## Work to be completed
Count how many lines below include the string "adapter". Only that number should appear in the reply.
Material shown START
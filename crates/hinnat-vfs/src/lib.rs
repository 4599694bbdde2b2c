//! # hinnat-vfs
//!
//! Virtual filesystem core for the Hinnat SFTP gateway.
//!
//! Authenticated users see a tiny fixed namespace:
//! - `/in` accepts uploads (orders) and never lets them be read back
//! - `/Hinnat` publishes the per-user price list
//!
//! Neither directory is a real directory. Each is backed by a storage
//! adapter chosen at startup (remote HTTP API, object storage or SQLite),
//! and the [`vfs::SessionFs`] dispatcher decides per request whether the
//! operation may reach that adapter at all.

pub mod constants;
pub mod identity;
pub mod storage;
pub mod vfs;

pub use bytes::Bytes;
pub use identity::Identity;
pub use storage::{IncomingStore, PricelistStore, StorageError, StorageResult};
pub use vfs::{Backends, Command, Entry, SessionFs, VfsError, VfsResult, WriteHandle};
Material shown END
## Your solution
2